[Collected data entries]
• • • •
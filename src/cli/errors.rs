//! CLI error types
//!
//! Every CLI error is fatal: it is written as a JSON error object and the
//! process exits non-zero.

use std::io;

use thiserror::Error;

use crate::config::ConfigError;
use crate::error::QueryError;
use crate::planner::MisuseError;

/// CLI result type
pub type CliResult<T> = Result<T, CliError>;

#[derive(Debug, Error)]
pub enum CliError {
    #[error(transparent)]
    Config(#[from] ConfigError),

    #[error(transparent)]
    Query(#[from] QueryError),

    #[error("invalid request: {0}")]
    Request(String),

    #[error("I/O error: {0}")]
    Io(#[from] io::Error),

    #[error("JSON error: {0}")]
    Json(#[from] serde_json::Error),
}

impl CliError {
    pub fn code(&self) -> &'static str {
        match self {
            CliError::Config(err) => err.code(),
            CliError::Query(err) => err.code(),
            CliError::Request(_) => "CLI_INVALID_REQUEST",
            CliError::Io(_) => "CLI_IO_ERROR",
            CliError::Json(_) => "CLI_JSON_ERROR",
        }
    }

    pub(crate) fn request(message: impl Into<String>) -> Self {
        CliError::Request(message.into())
    }
}

impl From<MisuseError> for CliError {
    fn from(err: MisuseError) -> Self {
        CliError::Query(err.into())
    }
}
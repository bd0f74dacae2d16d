//! Datastore records

use std::borrow::Cow;
use std::collections::BTreeMap;

use serde::{Deserialize, Serialize};

use super::key::Key;
use super::value::Value;
use super::KEY_PROPERTY;

/// A stored record: its key plus named property values.
#[derive(Debug, Clone, PartialEq, Serialize, Deserialize)]
pub struct Record {
    pub key: Key,
    #[serde(default)]
    pub properties: BTreeMap<String, Value>,
}

impl Record {
    /// Creates a record with no properties
    pub fn new(key: Key) -> Self {
        Self {
            key,
            properties: BTreeMap::new(),
        }
    }

    /// Builder-style property setter
    pub fn with(mut self, name: impl Into<String>, value: impl Into<Value>) -> Self {
        self.properties.insert(name.into(), value.into());
        self
    }

    pub fn key(&self) -> &Key {
        &self.key
    }

    pub fn get(&self, name: &str) -> Option<&Value> {
        self.properties.get(name)
    }

    /// Resolves a property as filters and sorts see it; the reserved key
    /// property yields the record key.
    pub fn value_of(&self, property: &str) -> Option<Cow<'_, Value>> {
        if property == KEY_PROPERTY {
            return Some(Cow::Owned(Value::Key(self.key.clone())));
        }
        self.properties.get(property).map(Cow::Borrowed)
    }

    /// Copy of this record carrying only the key.
    pub fn key_only(&self) -> Record {
        Record::new(self.key.clone())
    }

    /// Copy of this record restricted to `fields`; missing fields are skipped.
    pub fn project(&self, fields: &[String]) -> Record {
        let properties = fields
            .iter()
            .filter_map(|f| self.properties.get(f).map(|v| (f.clone(), v.clone())))
            .collect();
        Record {
            key: self.key.clone(),
            properties,
        }
    }
}

#[cfg(test)]
mod tests {
    use super::*;

    #[test]
    fn test_value_of_key_property() {
        let record = Record::new(Key::new("Book", 1)).with("title", "Dune");
        assert_eq!(
            record.value_of(KEY_PROPERTY).unwrap().into_owned(),
            Value::Key(Key::new("Book", 1))
        );
        assert_eq!(record.value_of("title").unwrap().as_text(), Some("Dune"));
        assert!(record.value_of("isbn").is_none());
    }

    #[test]
    fn test_project() {
        let record = Record::new(Key::new("Book", 1))
            .with("title", "Dune")
            .with("isbn", "123");
        let projected = record.project(&["isbn".to_string(), "missing".to_string()]);
        assert_eq!(projected.properties.len(), 1);
        assert_eq!(projected.get("isbn"), Some(&Value::from("123")));
    }
}
//! Configuration error types

use thiserror::Error;

/// Result type for configuration loading
pub type ConfigResult<T> = Result<T, ConfigError>;

/// Configuration errors. Always fatal for the CLI.
#[derive(Debug, Error)]
pub enum ConfigError {
    /// File could not be read
    #[error("failed to read {path}: {source}")]
    Read {
        path: String,
        #[source]
        source: std::io::Error,
    },

    /// File is not valid JSON for the expected shape
    #[error("invalid JSON in {path}: {source}")]
    Parse {
        path: String,
        #[source]
        source: serde_json::Error,
    },

    /// Parsed but semantically invalid
    #[error("invalid configuration: {0}")]
    Invalid(String),
}

impl ConfigError {
    pub fn code(&self) -> &'static str {
        match self {
            ConfigError::Read { .. } => "CONFIG_READ_FAILED",
            ConfigError::Parse { .. } => "CONFIG_PARSE_FAILED",
            ConfigError::Invalid(_) => "CONFIG_INVALID",
        }
    }

    pub(crate) fn invalid(message: impl Into<String>) -> Self {
        ConfigError::Invalid(message.into())
    }
}
//! CLI Request Tests
//!
//! Drives the explain and query commands through their request handlers
//! with a configuration file and dataset on disk.

use std::io::Write;
use std::sync::Arc;

use serde_json::json;
use tempfile::{NamedTempFile, TempDir};

use kvquery::cli::{execute_request, explain_request, QueryRequest};
use kvquery::config::Config;
use kvquery::datastore::MemoryDatastore;
use kvquery::observability::MetricsRegistry;

// =============================================================================
// Helper Functions
// =============================================================================

struct Fixture {
    _dir: TempDir,
    config: Config,
}

fn fixture(query_section: serde_json::Value) -> Fixture {
    let dir = TempDir::new().unwrap();
    let dataset = dir.path().join("books.json");
    std::fs::write(
        &dataset,
        json!([
            {"key": {"kind": "Book", "id": 1}, "properties": {"title": "Dune", "year": 1965}},
            {"key": {"kind": "Book", "id": 2}, "properties": {"title": "Emma", "year": 1815}},
            {"key": {"kind": "Book", "id": 3}, "properties": {"title": "Ulysses", "year": 1922}}
        ])
        .to_string(),
    )
    .unwrap();

    let mut file = NamedTempFile::new_in(dir.path()).unwrap();
    let config = json!({
        "kinds": {"Book": {"id_property": "id"}},
        "query": query_section,
        "dataset": dataset,
        "log_level": "error"
    });
    file.write_all(config.to_string().as_bytes()).unwrap();

    let config = Config::load(file.path()).unwrap();
    Fixture { _dir: dir, config }
}

fn request(value: serde_json::Value) -> QueryRequest {
    serde_json::from_value(value).unwrap()
}

fn store(config: &Config) -> MemoryDatastore {
    MemoryDatastore::from_records(config.load_dataset().unwrap())
}

// =============================================================================
// Explain Tests
// =============================================================================

#[test]
fn test_explain_serializes_plan() {
    let fx = fixture(json!({}));
    let metrics = MetricsRegistry::new();
    let req = request(json!({"kind": "Book", "filter": "year > :y", "order": "year", "params": {"y": 1900}}));

    let explained = explain_request(&fx.config, &req, &metrics).unwrap();
    let value = serde_json::to_value(&explained).unwrap();
    assert_eq!(value["accepted"], true);
    assert_eq!(value["strategy"], "SINGLE_NATIVE_QUERY");
    assert!(value.get("rejection_code").is_none());
}

#[test]
fn test_explain_rejection_is_output() {
    let fx = fixture(json!({}));
    let metrics = MetricsRegistry::new();
    let req = request(json!({"kind": "Book", "filter": "title == 'a' || year == 1"}));

    let explained = explain_request(&fx.config, &req, &metrics).unwrap();
    assert!(!explained.accepted);
    assert_eq!(explained.rejection_code.as_deref(), Some("QUERY_UNSUPPORTED_OPERATOR"));
    assert_eq!(metrics.snapshot().queries_rejected, 1);
}

#[test]
fn test_unknown_kind_is_rejected() {
    let fx = fixture(json!({}));
    let metrics = MetricsRegistry::new();
    let explained = explain_request(&fx.config, &request(json!({"kind": "Movie"})), &metrics).unwrap();
    assert_eq!(explained.rejection_code.as_deref(), Some("QUERY_UNKNOWN_KIND"));
}

// =============================================================================
// Query Tests
// =============================================================================

#[test]
fn test_query_pages_with_cursor() {
    let fx = fixture(json!({}));
    let store = store(&fx.config);
    let metrics = Arc::new(MetricsRegistry::new());

    let first = execute_request(
        &fx.config,
        &store,
        &request(json!({"kind": "Book", "order": "year", "limit": 2})),
        &metrics,
    )
    .unwrap();
    let titles: Vec<&str> = first["records"]
        .as_array()
        .unwrap()
        .iter()
        .map(|r| r["properties"]["title"].as_str().unwrap())
        .collect();
    assert_eq!(titles, vec!["Emma", "Ulysses"]);

    let cursor = first["cursor"].as_str().unwrap();
    let second = execute_request(
        &fx.config,
        &store,
        &request(json!({"kind": "Book", "order": "year", "limit": 2, "cursor": cursor})),
        &metrics,
    )
    .unwrap();
    assert_eq!(second["records"][0]["properties"]["title"], "Dune");
    assert_eq!(second["records"].as_array().unwrap().len(), 1);
}

#[test]
fn test_query_uses_configured_fallback() {
    let fx = fixture(json!({"allow_in_memory_filter": true}));
    let store = store(&fx.config);
    let metrics = Arc::new(MetricsRegistry::new());

    let response = execute_request(
        &fx.config,
        &store,
        &request(json!({"kind": "Book", "filter": "title == 'Emma' || year == 1965", "keys_only": true})),
        &metrics,
    )
    .unwrap();
    assert_eq!(
        response["records"],
        json!([
            {"key": {"kind": "Book", "id": 1}, "properties": {}},
            {"key": {"kind": "Book", "id": 2}, "properties": {}}
        ])
    );
    assert_eq!(metrics.snapshot().in_memory_fallbacks, 1);
}

#[test]
fn test_query_count() {
    let fx = fixture(json!({}));
    let store = store(&fx.config);
    let metrics = Arc::new(MetricsRegistry::new());

    let response = execute_request(
        &fx.config,
        &store,
        &request(json!({"kind": "Book", "filter": "year < 1950", "count": true})),
        &metrics,
    )
    .unwrap();
    assert_eq!(response, json!({"count": 2}));
}
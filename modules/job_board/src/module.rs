use std::sync::Arc;

use api_ingress::RestfulModule;
use tracing::{debug, info, warn};
use utoipa::OpenApi;

use crate::api::rest::{openapi::ApiDoc, routes};
use crate::config::JobBoardConfig;
use crate::contract::client::JobBoardApi;
use crate::domain::repo::JobBoardRepository;
use crate::domain::service::{Service, ServiceConfig};
use crate::gateways::local::JobBoardLocalClient;
use crate::infra::auth::{Argon2Hasher, JwtTokens};
use crate::infra::storage::InMemoryRepository;

/// The job board module: wires storage and credential adapters to the domain
/// service and exposes it over REST and as an in-process client.
#[derive(Clone)]
pub struct JobBoard {
    service: Arc<Service>,
}

impl JobBoard {
    /// Build the module with a fresh in-memory store.
    pub fn from_config(cfg: &JobBoardConfig) -> anyhow::Result<Self> {
        Self::with_repository(cfg, Arc::new(InMemoryRepository::new()))
    }

    pub fn with_repository(
        cfg: &JobBoardConfig,
        repo: Arc<dyn JobBoardRepository>,
    ) -> anyhow::Result<Self> {
        info!("Initializing job_board module");
        debug!(
            "Loaded job_board config: token_ttl_secs={}, min_password_len={}, enforce_company_ownership={}",
            cfg.token_ttl_secs, cfg.min_password_len, cfg.enforce_company_ownership
        );
        if cfg.uses_default_secret() {
            warn!("job_board.jwt_secret is not set; tokens are signed with the built-in development secret");
        }

        let hasher = Argon2Hasher::new(&cfg.password_hash)?;
        let tokens = JwtTokens::new(&cfg.jwt_secret, cfg.token_ttl_secs)?;
        let service_config = ServiceConfig {
            min_password_len: cfg.min_password_len,
            enforce_company_ownership: cfg.enforce_company_ownership,
        };
        let service = Service::new(repo, Arc::new(hasher), Arc::new(tokens), service_config);

        Ok(Self {
            service: Arc::new(service),
        })
    }

    pub fn service(&self) -> Arc<Service> {
        self.service.clone()
    }

    /// In-process client for other modules
    pub fn client(&self) -> Arc<dyn JobBoardApi> {
        Arc::new(JobBoardLocalClient::new(self.service.clone()))
    }
}

impl RestfulModule for JobBoard {
    fn name(&self) -> &'static str {
        "job_board"
    }

    fn register_rest(&self, router: axum::Router) -> anyhow::Result<axum::Router> {
        info!("Registering job_board REST routes");
        let router = routes::register_routes(router, self.service.clone())?;
        info!("Job board REST routes registered successfully");
        Ok(router)
    }

    fn openapi(&self) -> Option<utoipa::openapi::OpenApi> {
        Some(ApiDoc::openapi())
    }
}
• • • •
* _Your task_
This task asks for the number of lines above that include the string "BTreeMap". Respond with that number only.

* _Exercise answer_
3